Unmasking Rational Humanity
Promoting public policy based on the assumption of rational humans is dangerous folly.
Many years ago, just after I moved to higher education, I was having a casual conversation with a colleague in the economics department. He joked that he was socially liberal and fiscally conservative, and that he leaned Democrat because it was easier to teach liberals economics than to make Republicans give a shit about humans.
He also made an off-hand comment about people using Consumer Report when making purchases, or similar rational approaches to being consumers. I paused and stated directly to him that virtually no one shops rationally. I recall that he looked at me as if I were from Mars.
I was reminded of this exchange — and my constant frustration at economics as a field is too often grounded in rational consumer assumptions — when a former student posted on social media about economist Daniel Kahneman, notable for contesting that assumption about rational consumers.

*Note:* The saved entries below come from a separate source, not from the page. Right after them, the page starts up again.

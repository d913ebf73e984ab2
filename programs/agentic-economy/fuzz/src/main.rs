//! Fuzz test runner for the agentic economy engine
//!
//! Run with: cargo run --release
//! Or: cargo test (for property-based tests)
//!
//! Iterations per target default to 200; override with FUZZ_ITERATIONS.

use agentic_economy::instructions::constants::MAX_PLATFORM_FEE_BPS;
use agentic_economy::{Category, SelectionPolicy};
use agentic_economy_fuzz::*;
use proptest::prelude::*;
use proptest::strategy::ValueTree;
use proptest::test_runner::TestRunner;
use rand::Rng;
use std::time::Instant;

fn main() {
    println!("=== Agentic Economy Fuzz Testing ===\n");

    let iterations = std::env::var("FUZZ_ITERATIONS")
        .ok()
        .and_then(|raw| raw.parse().ok())
        .unwrap_or(200);

    let start = Instant::now();
    let mut total_tests = 0;
    let mut passed = 0;
    let mut failed = 0;

    let targets: [(&str, fn(usize) -> (usize, usize)); 5] = [
        ("job_lifecycle", run_job_lifecycle_fuzz),
        ("settlement", run_settlement_fuzz),
        ("selection", run_selection_fuzz),
        ("reputation", run_reputation_fuzz),
        ("random_walk", run_random_walk),
    ];
    for (name, target) in targets {
        println!("Running {} fuzz tests...", name);
        let (p, f) = target(iterations);
        passed += p;
        failed += f;
        total_tests += p + f;
    }

    println!("Running edge case tests...");
    let (p, f) = run_edge_case_tests();
    passed += p;
    failed += f;
    total_tests += p + f;

    let duration = start.elapsed();

    println!("\n=== Fuzz Testing Complete ===");
    println!("Total tests: {}", total_tests);
    println!("Passed: {}", passed);
    println!("Failed: {}", failed);
    println!("Duration: {:?}", duration);

    if failed > 0 {
        std::process::exit(1);
    }
}

/// Draws `iterations` values from `T`'s strategy and counts the failures of `check`
fn run_generated<T, F>(name: &str, iterations: usize, check: F) -> (usize, usize)
where
    T: Arbitrary + std::fmt::Debug,
    F: Fn(&T) -> Result<(), String>,
{
    let mut passed = 0;
    let mut failed = 0;
    let mut runner = TestRunner::default();
    let strategy = any::<T>();

    for i in 0..iterations {
        let input = match strategy.new_tree(&mut runner) {
            Ok(tree) => tree.current(),
            Err(reason) => {
                println!("  [FAIL] Iteration {}: could not generate input: {}", i, reason);
                failed += 1;
                continue;
            }
        };
        match check(&input) {
            Ok(()) => passed += 1,
            Err(violation) => {
                println!("  [FAIL] Iteration {}: {}\n    input: {:?}", i, violation, input);
                failed += 1;
            }
        }
    }

    println!("  {}: {} passed, {} failed", name, passed, failed);
    (passed, failed)
}

fn run_job_lifecycle_fuzz(iterations: usize) -> (usize, usize) {
    run_generated::<OperationSequence, _>("job_lifecycle", iterations, |seq| {
        let report = run_sequence(seq);
        if report.violations.is_empty() {
            Ok(())
        } else {
            Err(report.violations.join("; "))
        }
    })
}

fn run_settlement_fuzz(iterations: usize) -> (usize, usize) {
    run_generated::<SettlementInput, _>("settlement", iterations, |input| {
        match simulate_settlement(input) {
            SettlementInvariantResult::Valid => Ok(()),
            other => Err(format!("{:?}", other)),
        }
    })
}

fn run_selection_fuzz(iterations: usize) -> (usize, usize) {
    run_generated::<SelectionInput, _>("selection", iterations, simulate_selection)
}

fn run_reputation_fuzz(iterations: usize) -> (usize, usize) {
    run_generated::<ReputationInput, _>("reputation", iterations, |input| {
        match simulate_reputation_walk(input) {
            ReputationInvariantResult::Valid => Ok(()),
            other => Err(format!("{:?}", other)),
        }
    })
}

/// Unshrunk random sequences built with `rand`, heavier on lifecycle calls
fn run_random_walk(iterations: usize) -> (usize, usize) {
    let mut passed = 0;
    let mut failed = 0;
    let mut rng = rand::thread_rng();

    for i in 0..iterations {
        let mut harness = match Harness::new(agentic_economy::ProtocolConfig::new(owner())) {
            Ok(harness) => harness,
            Err(err) => {
                println!("  [FAIL] Walk {}: deployment failed: {}", i, err);
                failed += 1;
                continue;
            }
        };
        let mut violation = None;
        for _ in 0..100 {
            let caller = rng.gen_range(0..PARTICIPANTS);
            let job_id = rng.gen_range(0..=harness.economy.next_job_id());
            let operation = match rng.gen_range(0..8) {
                0 => Operation::Seed {
                    caller: 0,
                    who: rng.gen_range(1..PARTICIPANTS),
                    category: Category::ALL[rng.gen_range(0..Category::ALL.len())],
                    base_fee: rng.gen_range(0..1_000),
                    reputation: rng.gen_range(0..=100),
                },
                1 => Operation::CreateJobByCategory {
                    employer: caller,
                    category: Category::ALL[rng.gen_range(0..Category::ALL.len())],
                    budget: rng.gen_range(1..2_000),
                    timeout: rng.gen_range(1..600),
                },
                2 => Operation::Accept { caller, job_id },
                3 => Operation::Submit { caller, job_id },
                4 => Operation::Release { caller, job_id },
                5 => Operation::Refund { caller, job_id },
                6 => Operation::Feedback {
                    caller,
                    job_id,
                    positive: rng.gen_bool(0.5),
                },
                _ => Operation::AdvanceTime {
                    seconds: rng.gen_range(0..300),
                },
            };
            if let SimulationResult::InvariantViolation(found) = harness.apply(&operation) {
                violation = Some(found);
                break;
            }
        }
        match violation {
            Some(found) => {
                println!("  [FAIL] Walk {}: {}", i, found);
                failed += 1;
            }
            None => passed += 1,
        }
    }

    println!("  random_walk: {} passed, {} failed", passed, failed);
    (passed, failed)
}

fn run_edge_case_tests() -> (usize, usize) {
    let mut passed = 0;
    let mut failed = 0;

    // Largest budget at the highest allowed rate
    let input = SettlementInput {
        budget: u128::MAX,
        fee_bps: MAX_PLATFORM_FEE_BPS,
    };
    if simulate_settlement(&input) == SettlementInvariantResult::Valid {
        passed += 1;
    } else {
        println!("  [FAIL] u128::MAX budget at max fee");
        failed += 1;
    }

    // One above the cap must be rejected
    let input = SettlementInput {
        budget: 10_000,
        fee_bps: MAX_PLATFORM_FEE_BPS + 1,
    };
    if simulate_settlement(&input) == SettlementInvariantResult::Valid {
        passed += 1;
    } else {
        println!("  [FAIL] fee above cap was accepted");
        failed += 1;
    }

    // Reputation cannot leave 0..=100 from either end
    for start in [0u8, 100u8] {
        let input = ReputationInput {
            start,
            steps: vec![start == 100; 10],
        };
        if simulate_reputation_walk(&input) == ReputationInvariantResult::Valid {
            passed += 1;
        } else {
            println!("  [FAIL] reputation walk from {}", start);
            failed += 1;
        }
    }

    // Equal candidates, both policies
    for policy in [SelectionPolicy::QualityFirst, SelectionPolicy::EfficiencyFirst] {
        let input = SelectionInput {
            candidates: (1..=4)
                .map(|id| CandidateInput {
                    id,
                    category: Category::Development,
                    base_fee: 1_000,
                    reputation: 70,
                })
                .collect(),
            category: Category::Development,
            budget: 1_000,
            policy,
        };
        match simulate_selection(&input) {
            Ok(()) => passed += 1,
            Err(violation) => {
                println!("  [FAIL] tied candidates under {:?}: {}", policy, violation);
                failed += 1;
            }
        }
    }

    println!("  edge_cases: {} passed, {} failed", passed, failed);
    (passed, failed)
}
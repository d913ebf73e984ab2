//! Payment split shared by `approveWork` and `releasePayment`

use crate::errors::{EconomyError, Result};
use crate::instructions::constants::{BASIS_POINTS_DIVISOR, MAX_PLATFORM_FEE_BPS};

/// Worker payout and platform fee for one budget
#[derive(Debug, Clone, Copy, PartialEq, Eq)]
pub struct FeeSplit {
    pub payout: u128,
    pub fee: u128,
}

/// Splits `budget` into `(payout, fee)` with `fee = floor(budget * bps / 10000)`.
///
/// `payout + fee == budget` always holds.
pub fn calculate_fee_split(budget: u128, fee_bps: u16) -> Result<FeeSplit> {
    validate_fee_bps(fee_bps)?;
    // budget * bps may exceed u128 for huge budgets, so split the budget first:
    // budget = q * 10000 + r  =>  budget * bps / 10000 = q * bps + r * bps / 10000
    let bps = u128::from(fee_bps);
    let quotient = budget / BASIS_POINTS_DIVISOR;
    let remainder = budget % BASIS_POINTS_DIVISOR;
    let fee = quotient
        .checked_mul(bps)
        .and_then(|whole| whole.checked_add(remainder * bps / BASIS_POINTS_DIVISOR))
        .ok_or(EconomyError::ArithmeticOverflow)?;
    let payout = budget
        .checked_sub(fee)
        .ok_or(EconomyError::ArithmeticOverflow)?;
    Ok(FeeSplit { payout, fee })
}

pub fn validate_fee_bps(fee_bps: u16) -> Result<()> {
    if fee_bps > MAX_PLATFORM_FEE_BPS {
        return Err(EconomyError::OutOfRange {
            field: "platform_fee_bps",
            value: u128::from(fee_bps),
            min: 0,
            max: u128::from(MAX_PLATFORM_FEE_BPS),
        });
    }
    Ok(())
}

#[cfg(test)]
mod tests {
    use super::*;

    #[test]
    fn test_default_fee_keeps_ninety_nine_percent() {
        let split = calculate_fee_split(10_000_000_000_000_000, 100).unwrap();
        assert_eq!(split.payout, 10_000_000_000_000_000 * 9_900 / 10_000);
        assert_eq!(split.fee, 100_000_000_000_000);
    }

    #[test]
    fn test_zero_fee() {
        let split = calculate_fee_split(12_345, 0).unwrap();
        assert_eq!(split, FeeSplit { payout: 12_345, fee: 0 });
    }

    #[test]
    fn test_fee_rounds_down() {
        // 9999 * 100 / 10000 = 99.99
        let split = calculate_fee_split(9_999, 100).unwrap();
        assert_eq!(split.fee, 99);
        assert_eq!(split.payout, 9_900);
    }

    #[test]
    fn test_small_budget_pays_no_fee() {
        let split = calculate_fee_split(1, MAX_PLATFORM_FEE_BPS).unwrap();
        assert_eq!(split, FeeSplit { payout: 1, fee: 0 });
    }

    #[test]
    fn test_round_trip_every_bps() {
        let budget = 1_000_000_007u128;
        for bps in 0..=MAX_PLATFORM_FEE_BPS {
            let split = calculate_fee_split(budget, bps).unwrap();
            assert_eq!(split.payout + split.fee, budget, "bps = {bps}");
            assert_eq!(split.fee, budget * u128::from(bps) / 10_000);
        }
    }

    #[test]
    fn test_max_budget_does_not_overflow() {
        let split = calculate_fee_split(u128::MAX, MAX_PLATFORM_FEE_BPS).unwrap();
        assert_eq!(split.payout + split.fee, u128::MAX);
        assert_eq!(split.fee, u128::MAX / 10);
    }

    #[test]
    fn test_rejects_fee_above_cap() {
        assert!(matches!(
            calculate_fee_split(1_000, 1001),
            Err(EconomyError::OutOfRange { field: "platform_fee_bps", value: 1001, .. })
        ));
    }
}
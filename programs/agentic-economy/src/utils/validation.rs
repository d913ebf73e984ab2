//! Input validation utilities for the agentic economy engine

use crate::errors::{EconomyError, Result};

/// Validates that a string contains only printable ASCII characters.
///
/// # Returns
/// * `true` if the string contains only ASCII graphic characters or spaces
/// * `false` if the string contains control characters or non-ASCII bytes
///
/// # Examples
/// ```
/// use agentic_economy::utils::validation::validate_string_input;
///
/// assert!(validate_string_input("mock://delivery/{\"ok\":true}"));
/// assert!(validate_string_input("Research Agent"));
/// assert!(!validate_string_input("hello\x00world"));
/// assert!(!validate_string_input("hello\nworld"));
/// ```
pub fn validate_string_input(s: &str) -> bool {
    s.chars().all(|c| c.is_ascii_graphic() || c == ' ')
}

/// Required, printable, bounded text field
pub fn require_text(value: &str, max_len: usize, field: &'static str) -> Result<()> {
    if value.trim().is_empty() {
        return Err(EconomyError::InvalidInput(field));
    }
    require_optional_text(value, max_len, field)
}

/// Printable, bounded text field that may be empty
pub fn require_optional_text(value: &str, max_len: usize, field: &'static str) -> Result<()> {
    if value.len() > max_len {
        return Err(EconomyError::OutOfRange {
            field,
            value: value.len() as u128,
            min: 0,
            max: max_len as u128,
        });
    }
    if !validate_string_input(value) {
        return Err(EconomyError::InvalidInput(field));
    }
    Ok(())
}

But I have also been thinking about assuming humans are rational in the context of calls for everyone wearing face masks during the Covid-19 pandemic.
A good friend on social media posted this recently:
And my first thought was that it is missing the next level — two faces in masks worn below their noses while touching or adjusting the masks every few seconds.
The research on and calls for everyone wearing face masks are making the rational-assumption mistake too often found in economic theory and models, I think; for example:
Models for the effectiveness of face masks seem to assume not only rational wearers but also many other idealistic givens that are decontextualized from the very…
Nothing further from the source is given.